Segment Start: Source data
use thiserror::Error;

use crate::names::NameKind;

/// Errors raised while building a queue.
///
/// Runtime operations never fail; they degrade to no-ops instead.
#[derive(Debug, Clone, PartialEq, Eq, Error)]
pub enum QueueError {
    #[error("{kind} name must not be blank")]
    BlankName { kind: NameKind },

    #[error("{kind} name '{name}' is registered more than once")]
    DuplicateName { kind: NameKind, name: String },

    #[error("no tokio runtime available to drive scheduled tasks")]
    NoRuntime,
}

/// Error seen by the observer of a pending call.
#[derive(Debug, Clone, Copy, PartialEq, Eq, Error)]
pub enum SettlementError {
    /// The queue was dropped before the call was settled.
    #[error("pending call dropped before it was settled")]
    Dropped,
}
use crate::config::Config;
use crate::output::{print_json, print_table};
use anyhow::Context;
use clap::Subcommand;
use leadmate_api::FilePart;
use leadmate_core::types::EntityId;
use std::path::{Path, PathBuf};

#[derive(Subcommand)]
pub enum DocSubcommand {
    /// List a project's documents
    List { project: String },
    /// Upload one or more files to a project
    Upload {
        project: String,
        #[arg(required = true)]
        files: Vec<PathBuf>,
    },
    /// Delete a document (immediate, not undoable)
    Delete { id: String },
    /// Trigger backend re-analysis of a project's documents
    Sync { project: String },
}

pub async fn run(config: &Config, subcmd: DocSubcommand, json: bool) -> anyhow::Result<()> {
    match subcmd {
        DocSubcommand::List { project } => list(config, &project, json).await,
        DocSubcommand::Upload { project, files } => upload(config, &project, &files, json).await,
        DocSubcommand::Delete { id } => delete(config, &id, json).await,
        DocSubcommand::Sync { project } => sync(config, &project, json).await,
    }
}

pub(crate) fn read_part(path: &Path) -> anyhow::Result<FilePart> {
    let bytes =
        std::fs::read(path).with_context(|| format!("failed to read {}", path.display()))?;
    let filename = path
        .file_name()
        .map(|n| n.to_string_lossy().into_owned())
        .with_context(|| format!("not a file path: {}", path.display()))?;
    let content_type = mime_guess::from_path(path).first_or_octet_stream().to_string();
    Ok(FilePart {
        filename,
        content_type,
        bytes,
    })
}

async fn list(config: &Config, project: &str, json: bool) -> anyhow::Result<()> {
    let mut dashboard = super::connect(config).await?;
    dashboard.refresh_documents(&EntityId::new(project)).await?;

    if json {
        print_json(&dashboard.store.documents.list())?;
        return Ok(());
    }

    if dashboard.store.documents.is_empty() {
        println!("No documents for '{project}'.");
        return Ok(());
    }

    let rows = dashboard
        .store
        .documents
        .iter()
        .map(|d| {
            vec![
                d.id.to_string(),
                d.filename.clone(),
                format!("{}", d.size),
                if d.has_extracted_text() { "yes" } else { "no" }.to_string(),
            ]
        })
        .collect();
    print_table(&["ID", "FILENAME", "SIZE", "EXTRACTED"], rows);
    Ok(())
}

async fn upload(config: &Config, project: &str, files: &[PathBuf], json: bool) -> anyhow::Result<()> {
    let parts = files.iter().map(|p| read_part(p)).collect::<Result<Vec<_>, _>>()?;

    let mut dashboard = super::connect(config).await?;
    let count = dashboard
        .upload_documents(&EntityId::new(project), parts)
        .await?;

    if json {
        print_json(&serde_json::json!({ "project": project, "uploaded": count }))?;
    } else {
        println!("Uploaded {count} document(s) to '{project}'");
    }
    Ok(())
}

async fn delete(config: &Config, id: &str, json: bool) -> anyhow::Result<()> {
    let mut dashboard = super::connect(config).await?;
    dashboard.delete_document(EntityId::new(id)).await?;

    if json {
        print_json(&serde_json::json!({ "id": id, "deleted": true }))?;
    } else {
        println!("Deleted document [{id}]");
    }
    Ok(())
}

async fn sync(config: &Config, project: &str, json: bool) -> anyhow::Result<()> {
    let dashboard = super::connect(config).await?;
    dashboard.sync_documents(&EntityId::new(project)).await?;

    if json {
        print_json(&serde_json::json!({ "project": project, "sync": "started" }))?;
    } else {
        println!("Analysis started for '{project}'");
    }
    Ok(())
}
use crate::types::{EntityId, Priority, TaskStatus};
use chrono::NaiveDate;
use serde::{Deserialize, Serialize};

// ---------------------------------------------------------------------------
// Task
// ---------------------------------------------------------------------------

/// A kanban card. Created in bulk by the backend's generation endpoint;
/// the only client-side mutation is an atomic status replacement.
#[derive(Debug, Clone, Serialize, Deserialize)]
pub struct Task {
    pub id: EntityId,
    pub title: String,
    #[serde(default, skip_serializing_if = "Option::is_none")]
    pub description: Option<String>,
    pub status: TaskStatus,
    #[serde(default = "default_priority")]
    pub priority: Priority,
    #[serde(default)]
    pub due_date: Option<NaiveDate>,
    #[serde(default)]
    pub project_id: Option<EntityId>,
}

fn default_priority() -> Priority {
    Priority::Medium
}

impl Task {
    pub fn new(id: impl Into<EntityId>, title: impl Into<String>) -> Self {
        Self {
            id: id.into(),
            title: title.into(),
            description: None,
            status: TaskStatus::Todo,
            priority: Priority::Medium,
            due_date: None,
            project_id: None,
        }
    }

    /// Replace the status field atomically. No partial updates exist.
    pub fn with_status(mut self, status: TaskStatus) -> Self {
        self.status = status;
        self
    }
}

/// Human-readable summary: "2 todo, 1 in progress, 3 completed"
pub fn summarize(tasks: &[&Task]) -> String {
    let todo = tasks.iter().filter(|t| t.status == TaskStatus::Todo).count();
    let in_progress = tasks
        .iter()
        .filter(|t| t.status == TaskStatus::InProgress)
        .count();
    let completed = tasks
        .iter()
        .filter(|t| t.status == TaskStatus::Completed)
        .count();
    format!("{todo} todo, {in_progress} in progress, {completed} completed")
}

// ---------------------------------------------------------------------------
// Tests
// ---------------------------------------------------------------------------
use anyhow::Context;
use serde::{Deserialize, Serialize};
use std::path::PathBuf;

/// CLI configuration, read from `<home>/config.yaml` with environment and
/// flag overrides on top. `<home>` is `$LEADMATE_HOME` or `~/.leadmate`.
#[derive(Debug, Clone, Serialize, Deserialize)]
pub struct Config {
    #[serde(default = "default_api_url")]
    pub api_url: String,
}

fn default_api_url() -> String {
    "http://localhost:8000".to_string()
}

impl Default for Config {
    fn default() -> Self {
        Self {
            api_url: default_api_url(),
        }
    }
}

impl Config {
    pub fn home_dir() -> anyhow::Result<PathBuf> {
        if let Ok(dir) = std::env::var("LEADMATE_HOME") {
            return Ok(PathBuf::from(dir));
        }
        home::home_dir()
            .map(|h| h.join(".leadmate"))
            .context("home directory not found: set LEADMATE_HOME")
    }

    /// Read the config file if present; a missing file means defaults.
    pub fn load(api_url_override: Option<&str>) -> anyhow::Result<Self> {
        let path = Self::home_dir()?.join("config.yaml");
        let mut config = if path.exists() {
            let data = std::fs::read_to_string(&path)
                .with_context(|| format!("failed to read {}", path.display()))?;
            serde_yaml::from_str(&data)
                .with_context(|| format!("invalid config at {}", path.display()))?
        } else {
            Self::default()
        };
        if let Some(url) = api_url_override {
            config.api_url = url.trim_end_matches('/').to_string();
        }
        Ok(config)
    }
}

#[cfg(test)]
mod tests {
    use super::*;

    #[test]
    fn parses_yaml() {
        let config: Config = serde_yaml::from_str("api_url: https://lm.example.com\n").unwrap();
        assert_eq!(config.api_url, "https://lm.example.com");
    }

    #[test]
    fn missing_fields_use_defaults() {
        let config: Config = serde_yaml::from_str("{}").unwrap();
        assert_eq!(config.api_url, "http://localhost:8000");
    }
}
//! Response normalization.
//!
//! The backend is inconsistent about list shapes: some routes return a bare
//! JSON array, others wrap it in an object under a resource key, `data`, or
//! `items`. All of that branching lives here, once; callers always receive
//! one canonical shape. Malformed bodies degrade to an empty collection
//! rather than an error (the affected view renders empty and the condition
//! is logged for diagnostics).

use crate::error::ApiError;
use serde::de::DeserializeOwned;
use serde_json::Value;
use tracing::warn;

/// Normalize a list response. Accepts `[...]`, `{"<key>": [...]}`,
/// `{"data": [...]}` or `{"items": [...]}`.
pub fn list<T: DeserializeOwned>(value: Value, key: &str) -> Vec<T> {
    let items = match value {
        Value::Array(items) => items,
        Value::Object(mut map) => {
            let wrapped = [key, "data", "items"]
                .iter()
                .find_map(|k| match map.remove(*k) {
                    Some(Value::Array(items)) => Some(items),
                    _ => None,
                });
            match wrapped {
                Some(items) => items,
                None => {
                    warn!(key, "list response is neither an array nor a wrapped array");
                    return Vec::new();
                }
            }
        }
        other => {
            warn!(key, body = %other, "unexpected list response shape");
            return Vec::new();
        }
    };

    items
        .into_iter()
        .filter_map(|item| match serde_json::from_value::<T>(item) {
            Ok(parsed) => Some(parsed),
            Err(e) => {
                warn!(key, error = %e, "skipping malformed list item");
                None
            }
        })
        .collect()
}

/// Normalize a single-object response. Accepts the object itself or
/// `{"<key>": {...}}`.
pub fn item<T: DeserializeOwned>(value: Value, key: &str) -> Result<T, ApiError> {
    if let Value::Object(map) = &value {
        if let Some(inner @ Value::Object(_)) = map.get(key) {
            return serde_json::from_value(inner.clone())
                .map_err(|e| ApiError::Decode(e.to_string()));
        }
    }
    serde_json::from_value(value).map_err(|e| ApiError::Decode(e.to_string()))
}

/// Pull a string field out of a response, trying each candidate key in turn.
pub fn string_field(value: &Value, keys: &[&str]) -> Option<String> {
    keys.iter()
        .find_map(|k| value.get(*k).and_then(Value::as_str))
        .map(str::to_string)
}

// ---------------------------------------------------------------------------
// Tests
// ---------------------------------------------------------------------------

#[cfg(test)]
mod tests {
    use super::*;
    use leadmate_core::task::Task;
    use serde_json::json;

    fn task_json(id: &str) -> Value {
        json!({ "id": id, "title": "T", "status": "todo" })
    }

    #[test]
    fn bare_array_decodes() {
        let tasks: Vec<Task> = list(json!([task_json("t1"), task_json("t2")]), "tasks");
        assert_eq!(tasks.len(), 2);
    }

    #[test]
    fn wrapped_array_decodes_under_resource_key() {
        let tasks: Vec<Task> = list(json!({ "tasks": [task_json("t1")] }), "tasks");
        assert_eq!(tasks.len(), 1);
    }

    #[test]
    fn wrapped_array_decodes_under_data() {
        let tasks: Vec<Task> = list(json!({ "data": [task_json("t1")] }), "tasks");
        assert_eq!(tasks.len(), 1);
    }

    #[test]
    fn unexpected_shape_falls_back_to_empty() {
        let tasks: Vec<Task> = list(json!({ "count": 3 }), "tasks");
        assert!(tasks.is_empty());
        let tasks: Vec<Task> = list(json!("nope"), "tasks");
        assert!(tasks.is_empty());
    }

    #[test]
    fn malformed_items_are_skipped_not_fatal() {
        let tasks: Vec<Task> = list(
            json!([task_json("t1"), { "title": "missing id" }]),
            "tasks",
        );
        assert_eq!(tasks.len(), 1);
        assert_eq!(tasks[0].id.as_str(), "t1");
    }

    #[test]
    fn item_accepts_both_shapes() {
        let direct: Task = item(task_json("t1"), "task").unwrap();
        assert_eq!(direct.id.as_str(), "t1");
        let wrapped: Task = item(json!({ "task": task_json("t2") }), "task").unwrap();
        assert_eq!(wrapped.id.as_str(), "t2");
    }

    #[test]
    fn item_rejects_garbage() {
        let result: Result<Task, _> = item(json!({ "nope": true }), "task");
        assert!(result.is_err());
    }

    #[test]
    fn string_field_tries_keys_in_order() {
        let body = json!({ "message": "broken", "error": "other" });
        assert_eq!(string_field(&body, &["message", "error"]).as_deref(), Some("broken"));
        assert_eq!(string_field(&body, &["missing"]), None);
    }
}
use thiserror::Error;

#[derive(Debug, Error)]
pub enum ApiError {
    /// Network unreachable, connection reset, request never completed.
    #[error("network error: {0}")]
    Transport(#[from] reqwest::Error),

    /// Non-success HTTP status. `message` is the body's message field when
    /// the server sent one, else a generic fallback.
    #[error("request rejected ({status}): {message}")]
    Rejected { status: u16, message: String },

    /// Response body present but not in the expected shape.
    #[error("unexpected response shape: {0}")]
    Decode(String),

    #[error("not logged in")]
    NotAuthenticated,

    #[error(transparent)]
    Client(#[from] leadmate_core::LeadMateError),
}

impl ApiError {
    /// True for errors worth retrying manually (the client never retries on
    /// its own).
    pub fn is_transport(&self) -> bool {
        matches!(self, ApiError::Transport(_))
    }
}

pub type Result<T> = std::result::Result<T, ApiError>;
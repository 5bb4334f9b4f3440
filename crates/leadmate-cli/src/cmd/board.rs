use crate::config::Config;
use crate::output::{print_json, print_table};
use clap::Subcommand;
use leadmate_core::task::{self, Task};
use leadmate_core::types::{EntityId, TaskStatus};
use leadmate_core::views;

#[derive(Subcommand)]
pub enum TaskSubcommand {
    /// Move a task to another column (todo | in_progress | completed)
    Move { id: String, status: TaskStatus },
    /// Ask the backend to generate a task list for this lead
    Generate,
}

/// `leadmate board` — the kanban view.
pub async fn board(config: &Config, json: bool) -> anyhow::Result<()> {
    let mut dashboard = super::connect(config).await?;
    dashboard.refresh_tasks().await?;

    let columns = views::task_columns(&dashboard.store);
    if json {
        print_json(&serde_json::json!({
            "counts": columns.counts(),
            "todo": columns.todo,
            "in_progress": columns.in_progress,
            "completed": columns.completed,
        }))?;
        return Ok(());
    }

    if dashboard.store.tasks.is_empty() {
        println!("No tasks. Try 'leadmate task generate'.");
        return Ok(());
    }

    println!("{}", task::summarize(&dashboard.store.tasks.list()));
    println!();
    for (label, column) in [
        ("TODO", &columns.todo),
        ("IN PROGRESS", &columns.in_progress),
        ("COMPLETED", &columns.completed),
    ] {
        println!("{label} ({})", column.len());
        if !column.is_empty() {
            print_table(
                &["ID", "PRIORITY", "DUE", "TITLE"],
                column.iter().map(|&t| row(t)).collect(),
            );
        }
        println!();
    }
    Ok(())
}

pub async fn run(config: &Config, subcmd: TaskSubcommand, json: bool) -> anyhow::Result<()> {
    match subcmd {
        TaskSubcommand::Move { id, status } => move_task(config, &id, status, json).await,
        TaskSubcommand::Generate => generate(config, json).await,
    }
}

fn row(t: &Task) -> Vec<String> {
    vec![
        t.id.to_string(),
        t.priority.to_string(),
        t.due_date.map(|d| d.to_string()).unwrap_or_default(),
        t.title.clone(),
    ]
}

async fn move_task(config: &Config, id: &str, status: TaskStatus, json: bool) -> anyhow::Result<()> {
    let mut dashboard = super::connect(config).await?;
    dashboard.refresh_tasks().await?;
    dashboard.move_task(&EntityId::new(id), status).await?;

    let counts = views::task_columns(&dashboard.store).counts();
    if json {
        print_json(&serde_json::json!({ "id": id, "status": status, "counts": counts }))?;
    } else {
        println!("Moved task [{id}] to {status}");
        println!(
            "todo: {}, in progress: {}, completed: {}",
            counts.todo, counts.in_progress, counts.completed
        );
    }
    Ok(())
}

async fn generate(config: &Config, json: bool) -> anyhow::Result<()> {
    let mut dashboard = super::connect(config).await?;
    dashboard.refresh_tasks().await?;
    let count = dashboard.generate_tasks().await?;

    if json {
        print_json(&serde_json::json!({ "generated": count }))?;
    } else {
        println!("Generated {count} tasks.");
    }
    Ok(())
}
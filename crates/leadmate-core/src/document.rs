use crate::types::EntityId;
use chrono::{DateTime, Utc};
use serde::{Deserialize, Serialize};

// ---------------------------------------------------------------------------
// Document
// ---------------------------------------------------------------------------

/// An uploaded project document. Immutable after upload except for explicit
/// deletion; deletion is immediate and not undoable client-side.
#[derive(Debug, Clone, Serialize, Deserialize)]
pub struct Document {
    pub id: EntityId,
    pub filename: String,
    pub size: u64,
    pub content_type: String,
    pub uploaded_by: String,
    /// None when backend text extraction failed for this file.
    #[serde(default)]
    pub extracted_content: Option<String>,
    #[serde(default)]
    pub project_id: Option<EntityId>,
    pub uploaded_at: DateTime<Utc>,
}

impl Document {
    pub fn has_extracted_text(&self) -> bool {
        self.extracted_content
            .as_deref()
            .map(|s| !s.is_empty())
            .unwrap_or(false)
    }
}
Segment End: Source data
Your instructions
Each line that includes the string "more" should be copied from the data.

Answer to this problem
    #[error("{kind} name '{name}' is registered more than once")]
    /// Upload one or more files to a project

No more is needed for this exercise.